Gender differences in the risk of developing obesity related disease can be explained by sex-specific molecular signatures that regulates adipose endothelial cell growth

Obesity is the excessive growth of adipose tissue resulting from the chronic consumption of excess calories and is a recognised risk factor for developing cardio-metabolic diseases. There is however a significant variation in the size and expandibility of different adipose tissue in humans. The inability of adipose tissue to expand “safely” leads to ectopic fat deposition, causing insulin resistance, type 2 diabetes and cardiovascular conditions – which are more prevalent in men than women. Thus, the mechanisms that control the expandability of adipose tissue are key factors in determining diabetes risk in obesity.
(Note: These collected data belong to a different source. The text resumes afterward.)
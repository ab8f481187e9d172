//! Completion propagation for rollup.
//!
//! This crate holds the two pieces with real logic: resolving item
//! locators ([`reference::resolve`]) and walking a hierarchy to close
//! completed parents ([`propagate::propagate`]). The remote tracker is
//! reached only through the [`store::ItemStore`] trait.

pub mod observer;
pub mod propagate;
pub mod reference;
pub mod store;

pub use observer::{SilentObserver, TraversalObserver};
pub use propagate::{Propagator, propagate};
pub use reference::resolve;
pub use rollup_shared::DEFAULT_CLOSE_NOTE;
pub use store::ItemStore;
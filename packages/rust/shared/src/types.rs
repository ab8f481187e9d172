//! Core domain types for item hierarchies.

use std::fmt;
use std::ops::AddAssign;

use serde::{Deserialize, Serialize};

// ---------------------------------------------------------------------------
// Container / Reference
// ---------------------------------------------------------------------------

/// Where an item lives: a `(namespace, name)` pair such as `owner/repo`.
#[derive(Debug, Clone, PartialEq, Eq, Hash, Serialize, Deserialize)]
pub struct Container {
    /// Owning namespace (user or organisation).
    pub namespace: String,
    /// Container name within the namespace.
    pub name: String,
}

impl Container {
    pub fn new(namespace: impl Into<String>, name: impl Into<String>) -> Self {
        Self {
            namespace: namespace.into(),
            name: name.into(),
        }
    }
}

impl fmt::Display for Container {
    fn fmt(&self, f: &mut fmt::Formatter<'_>) -> fmt::Result {
        write!(f, "{}/{}", self.namespace, self.name)
    }
}

/// A resolved item locator.
#[derive(Debug, Clone, PartialEq, Eq, Hash, Serialize, Deserialize)]
pub struct Reference {
    pub container: Container,
    pub id: u64,
}

impl Reference {
    pub fn new(container: Container, id: u64) -> Self {
        Self { container, id }
    }
}

impl fmt::Display for Reference {
    fn fmt(&self, f: &mut fmt::Formatter<'_>) -> fmt::Result {
        write!(f, "{}#{}", self.container, self.id)
    }
}

// ---------------------------------------------------------------------------
// Item
// ---------------------------------------------------------------------------

/// Open/closed lifecycle state of an item.
#[derive(Debug, Clone, Copy, PartialEq, Eq, Serialize, Deserialize)]
#[serde(rename_all = "lowercase")]
pub enum ItemState {
    Open,
    Closed,
}

impl fmt::Display for ItemState {
    fn fmt(&self, f: &mut fmt::Formatter<'_>) -> fmt::Result {
        match self {
            Self::Open => f.write_str("open"),
            Self::Closed => f.write_str("closed"),
        }
    }
}

/// Child completion counts reported by the store for a parent item.
#[derive(Debug, Clone, Copy, PartialEq, Eq, Serialize, Deserialize)]
pub struct CompletionSummary {
    pub total: u32,
    pub completed: u32,
    /// 0..=100, as reported by the store.
    pub percent_complete: u8,
}

impl CompletionSummary {
    pub fn new(total: u32, completed: u32) -> Self {
        let percent_complete = if total == 0 {
            0
        } else {
            ((u64::from(completed.min(total)) * 100) / u64::from(total)) as u8
        };
        Self {
            total,
            completed,
            percent_complete,
        }
    }

    /// Every child is complete.
    pub fn is_complete(&self) -> bool {
        self.percent_complete == 100
    }
}

impl fmt::Display for CompletionSummary {
    fn fmt(&self, f: &mut fmt::Formatter<'_>) -> fmt::Result {
        write!(
            f,
            "{}/{} ({}%)",
            self.completed, self.total, self.percent_complete
        )
    }
}

/// A unit in the tracking hierarchy, as read from the remote store.
#[derive(Debug, Clone, PartialEq, Eq, Serialize, Deserialize)]
pub struct Item {
    pub id: u64,
    pub container: Container,
    pub title: String,
    pub state: ItemState,
    /// Present only when the item has children.
    #[serde(default, skip_serializing_if = "Option::is_none")]
    pub summary: Option<CompletionSummary>,
}

impl Item {
    /// The reference this item was read from.
    pub fn reference(&self) -> Reference {
        Reference::new(self.container.clone(), self.id)
    }

    pub fn is_closed(&self) -> bool {
        self.state == ItemState::Closed
    }

    /// Summary with at least one child, if any.
    pub fn children_summary(&self) -> Option<&CompletionSummary> {
        self.summary.as_ref().filter(|s| s.total > 0)
    }
}

/// A direct child as listed by the store. The container is per child:
/// hierarchies may span containers.
#[derive(Debug, Clone, PartialEq, Eq, Serialize, Deserialize)]
pub struct ChildRef {
    pub id: u64,
    pub container: Container,
}

impl From<ChildRef> for Reference {
    fn from(child: ChildRef) -> Self {
        Reference::new(child.container, child.id)
    }
}

// ---------------------------------------------------------------------------
// TraversalResult
// ---------------------------------------------------------------------------

/// Counts accumulated by a propagation run.
#[derive(Debug, Clone, Copy, Default, PartialEq, Eq, Serialize, Deserialize)]
pub struct TraversalResult {
    /// Nodes actually visited (already-closed nodes are not counted).
    pub processed: usize,
    /// Nodes closed, or that would be closed in preview mode.
    pub closed: usize,
}

impl TraversalResult {
    pub fn new(processed: usize, closed: usize) -> Self {
        Self { processed, closed }
    }
}

impl AddAssign for TraversalResult {
    fn add_assign(&mut self, rhs: Self) {
        self.processed += rhs.processed;
        self.closed += rhs.closed;
    }
}

#[cfg(test)]
mod tests {
    use super::*;

    #[test]
    fn summary_percent_is_floor() {
        assert_eq!(CompletionSummary::new(3, 2).percent_complete, 66);
        assert_eq!(CompletionSummary::new(2, 2).percent_complete, 100);
        assert!(!CompletionSummary::new(0, 0).is_complete());
        assert!(CompletionSummary::new(1, 1).is_complete());
    }

    #[test]
    fn reference_display() {
        let r = Reference::new(Container::new("octo", "widgets"), 7);
        assert_eq!(r.to_string(), "octo/widgets#7");
    }

    #[test]
    fn item_state_serde_lowercase() {
        let json = serde_json::to_string(&ItemState::Closed).unwrap();
        assert_eq!(json, "\"closed\"");
        let state: ItemState = serde_json::from_str("\"open\"").unwrap();
        assert_eq!(state, ItemState::Open);
    }

    #[test]
    fn empty_summary_counts_as_no_children() {
        let item = Item {
            id: 1,
            container: Container::new("a", "b"),
            title: "t".into(),
            state: ItemState::Open,
            summary: Some(CompletionSummary::new(0, 0)),
        };
        assert!(item.children_summary().is_none());
    }

    #[test]
    fn traversal_results_accumulate() {
        let mut total = TraversalResult::new(1, 0);
        total += TraversalResult::new(2, 1);
        total += TraversalResult::default();
        assert_eq!(total, TraversalResult::new(3, 1));
    }
}
//! GitHub REST request/response shapes.

use rollup_shared::{ChildRef, CompletionSummary, Container, Item, ItemState, Result, RollupError};
use serde::{Deserialize, Serialize};

/// The subset of an issue object rollup reads.
#[derive(Debug, Deserialize)]
pub(crate) struct IssueResponse {
    pub number: u64,
    pub title: String,
    pub state: ItemState,
    #[serde(default)]
    pub sub_issues_summary: Option<SubIssuesSummary>,
    /// `https://api.github.com/repos/{owner}/{repo}`
    #[serde(default)]
    pub repository_url: Option<String>,
}

#[derive(Debug, Deserialize)]
pub(crate) struct SubIssuesSummary {
    pub total: u32,
    pub completed: u32,
    pub percent_completed: u8,
}

impl IssueResponse {
    pub(crate) fn into_item(self, container: Container) -> Item {
        Item {
            id: self.number,
            container,
            title: self.title,
            state: self.state,
            summary: self.sub_issues_summary.map(|s| CompletionSummary {
                total: s.total,
                completed: s.completed,
                percent_complete: s.percent_completed,
            }),
        }
    }

    /// A sub-issue reference, located by its own repository.
    pub(crate) fn into_child_ref(self) -> Result<ChildRef> {
        let container = self
            .repository_url
            .as_deref()
            .and_then(container_from_repository_url)
            .ok_or_else(|| {
                RollupError::parse(format!(
                    "sub-issue #{} has no usable repository_url",
                    self.number
                ))
            })?;
        Ok(ChildRef {
            id: self.number,
            container,
        })
    }
}

/// Extract `owner/repo` from `.../repos/{owner}/{repo}`.
pub(crate) fn container_from_repository_url(url: &str) -> Option<Container> {
    let mut segments = url.trim_end_matches('/').rsplit('/');
    let name = segments.next().filter(|s| !s.is_empty())?;
    let namespace = segments.next().filter(|s| !s.is_empty())?;
    (segments.next() == Some("repos")).then(|| Container::new(namespace, name))
}

/// Body for `PATCH /repos/{owner}/{repo}/issues/{number}`.
#[derive(Debug, Serialize)]
pub(crate) struct CloseRequest {
    state: &'static str,
    state_reason: &'static str,
}

impl CloseRequest {
    pub(crate) fn completed() -> Self {
        Self {
            state: "closed",
            state_reason: "completed",
        }
    }
}

/// Body for `POST .../comments`.
#[derive(Debug, Serialize)]
pub(crate) struct CommentRequest<'a> {
    pub body: &'a str,
}

/// GitHub error payload.
#[derive(Debug, Deserialize)]
pub(crate) struct ErrorBody {
    pub message: String,
}

#[cfg(test)]
mod tests {
    use super::*;

    #[test]
    fn repository_url_parsing() {
        assert_eq!(
            container_from_repository_url("https://api.github.com/repos/octo/app"),
            Some(Container::new("octo", "app"))
        );
        assert_eq!(
            container_from_repository_url("https://ghe.example.com/api/v3/repos/octo/app/"),
            Some(Container::new("octo", "app"))
        );
        assert_eq!(container_from_repository_url("https://api.github.com/octo/app"), None);
        assert_eq!(container_from_repository_url("app"), None);
    }

    #[test]
    fn zero_total_summary_is_kept_as_reported() {
        let issue: IssueResponse = serde_json::from_str(
            r#"{"number":3,"title":"t","state":"open",
                "sub_issues_summary":{"total":0,"completed":0,"percent_completed":0}}"#,
        )
        .unwrap();
        let item = issue.into_item(Container::new("a", "b"));
        assert_eq!(item.summary.map(|s| s.total), Some(0));
        assert!(item.children_summary().is_none());
    }
}
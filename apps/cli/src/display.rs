//! Terminal rendering of a propagation run.

use std::io::Write;
use std::sync::{Mutex, PoisonError};
use std::time::Duration;

use console::style;
use indicatif::{ProgressBar, ProgressStyle};
use rollup_core::TraversalObserver;
use rollup_shared::{CompletionSummary, Item, ItemState, TraversalResult};
use tracing::debug;

/// How much of the walk to print.
#[derive(Clone, Copy, Debug, PartialEq, Eq)]
pub(crate) enum DisplayMode {
    /// Every visited item as an indented tree, with annotations.
    Tree,
    /// One line per item closed (or that would be); a spinner otherwise.
    Quiet,
}

/// Observer that prints the walk, to stdout unless given another writer.
pub(crate) struct TreeDisplay {
    mode: DisplayMode,
    spinner: Option<ProgressBar>,
    out: Mutex<Box<dyn Write + Send>>,
}

impl TreeDisplay {
    /// Print to stdout, with a spinner in quiet mode.
    pub(crate) fn new(mode: DisplayMode) -> Self {
        let mut display = Self::with_writer(mode, std::io::stdout());
        display.spinner = (mode == DisplayMode::Quiet).then(|| {
            let spinner = ProgressBar::new_spinner();
            if let Ok(style) = ProgressStyle::with_template("{spinner:.cyan} {msg}") {
                spinner.set_style(
                    style.tick_strings(&["⠋", "⠙", "⠹", "⠸", "⠼", "⠴", "⠦", "⠧", "⠇", "⠏"]),
                );
            }
            spinner.enable_steady_tick(Duration::from_millis(80));
            spinner
        });
        display
    }

    /// Print to `out` with no spinner.
    pub(crate) fn with_writer(mode: DisplayMode, out: impl Write + Send + 'static) -> Self {
        Self {
            mode,
            spinner: None,
            out: Mutex::new(Box::new(out)),
        }
    }

    /// Clear the spinner, if any.
    pub(crate) fn finish(&self) {
        if let Some(spinner) = &self.spinner {
            spinner.finish_and_clear();
        }
    }

    fn print(&self, line: String) {
        let write = || {
            let mut out = self.out.lock().unwrap_or_else(PoisonError::into_inner);
            if let Err(e) = writeln!(out, "{line}") {
                debug!(error = %e, "failed to write display line");
            }
        };
        match &self.spinner {
            Some(spinner) => spinner.suspend(write),
            None => write(),
        }
    }

    fn annotate(&self, depth: usize, note: String) {
        if self.mode == DisplayMode::Tree {
            self.print(annotation_line(depth, &note));
        }
    }
}

impl TraversalObserver for TreeDisplay {
    fn visited(&self, depth: usize, item: &Item) {
        match self.mode {
            DisplayMode::Tree => self.print(node_line(depth, item)),
            DisplayMode::Quiet => {
                if let Some(spinner) = &self.spinner {
                    spinner.set_message(format!("Checking {}", item.reference()));
                }
            }
        }
    }

    fn already_closed(&self, depth: usize, _item: &Item) {
        self.annotate(depth, style("skipped, already closed").dim().to_string());
    }

    fn no_children(&self, depth: usize, _item: &Item) {
        self.annotate(depth, style("no sub-issues").dim().to_string());
    }

    fn progress(&self, depth: usize, _item: &Item, summary: &CompletionSummary) {
        self.annotate(depth, format!("{summary} complete"));
    }

    fn closing(&self, depth: usize, item: &Item, preview: bool) {
        match self.mode {
            DisplayMode::Tree => {
                let note = if preview {
                    style("would close").yellow().bold()
                } else {
                    style("closing").green().bold()
                };
                self.print(annotation_line(depth, &note.to_string()));
            }
            DisplayMode::Quiet => self.print(closure_line(item, preview)),
        }
    }

    fn keeping_open(&self, depth: usize, _item: &Item, summary: &CompletionSummary) {
        self.annotate(depth, format!("keeping open: {summary}"));
    }
}

fn indent(depth: usize) -> String {
    "  ".repeat(depth)
}

/// `octo/app#3 Title [open]`, indented by depth.
pub(crate) fn node_line(depth: usize, item: &Item) -> String {
    let state = match item.state {
        ItemState::Open => style("open").green(),
        ItemState::Closed => style("closed").magenta(),
    };
    format!(
        "{}{} {} [{}]",
        indent(depth),
        style(item.reference()).bold(),
        item.title,
        state
    )
}

pub(crate) fn annotation_line(depth: usize, note: &str) -> String {
    format!("{}  ↳ {note}", indent(depth))
}

pub(crate) fn closure_line(item: &Item, preview: bool) -> String {
    let verb = if preview {
        style("Would close").yellow()
    } else {
        style("Closed").green()
    };
    format!("{verb} {} {}", style(item.reference()).bold(), item.title)
}

/// Final counts printed after a successful run.
pub(crate) fn summary_lines(result: &TraversalResult, preview: bool) -> Vec<String> {
    let closed_label = if preview { "Would close:" } else { "Closed:     " };
    vec![
        format!("  Processed:   {}", result.processed),
        format!("  {closed_label} {}", result.closed),
    ]
}
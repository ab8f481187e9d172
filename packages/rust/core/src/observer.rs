//! Progress callbacks emitted while walking a hierarchy.

use rollup_shared::{CompletionSummary, Item};

/// Receives one callback per traversal event. `depth` is 0 for the root.
///
/// Implementations decide how much to show; they never influence counts or
/// closure decisions.
pub trait TraversalObserver: Send + Sync {
    /// An item was fetched and is about to be processed.
    fn visited(&self, depth: usize, item: &Item);
    /// The item is already closed; its subtree is skipped.
    fn already_closed(&self, depth: usize, item: &Item);
    /// The item has no children and is left alone.
    fn no_children(&self, depth: usize, item: &Item);
    /// Completion before descending into the children.
    fn progress(&self, depth: usize, item: &Item, summary: &CompletionSummary);
    /// All children are complete. `preview` is true when nothing is mutated.
    fn closing(&self, depth: usize, item: &Item, preview: bool);
    /// Some children are still open after the walk.
    fn keeping_open(&self, depth: usize, item: &Item, summary: &CompletionSummary);
}

/// No-op observer for headless/test usage.
pub struct SilentObserver;

impl TraversalObserver for SilentObserver {
    fn visited(&self, _depth: usize, _item: &Item) {}
    fn already_closed(&self, _depth: usize, _item: &Item) {}
    fn no_children(&self, _depth: usize, _item: &Item) {}
    fn progress(&self, _depth: usize, _item: &Item, _summary: &CompletionSummary) {}
    fn closing(&self, _depth: usize, _item: &Item, _preview: bool) {}
    fn keeping_open(&self, _depth: usize, _item: &Item, _summary: &CompletionSummary) {}
}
An interesting study from York University have provided new insights on the biological underpinning in gender differences in the risk of developing obesity-related diseases. Previous study from this group has observed that when mice become obese, females grow more new blood vessels to supply the expanding fat tissue with oxygen and nutrients, whereas males grow a lot less. To understand the mechanism regulating this, the team used software to help sift through thousands of genes to zero in on the ones that would be associated with blood vessel growth. They discovered that processes associated with the proliferation of new blood vessels were high in the female mice, whereas the males had a high level of processes associated with inflammation. Thereafter, the investigators examined the behaviour of the endothelial cells ex-vivo. Interestingly, they observed that even when these cells were studied ex-vivo, male and female endothelial cells still behave very differently from each other - female endothelial cells replicated faster, while male endothelial cells displayed greater sensitivity to an inflammatory stimulus. Further studies to investigate the effects of specific genes in humans that regulate endothelial cells growth will provide potential therapeutic target to manage and treat obesity related cardio-metabolic diseases. The study was funded by a grant through the Canadian Institutes of Health Research, as well as the Natural Science and Engineering Research Council of Canada and York's Faculty of Health.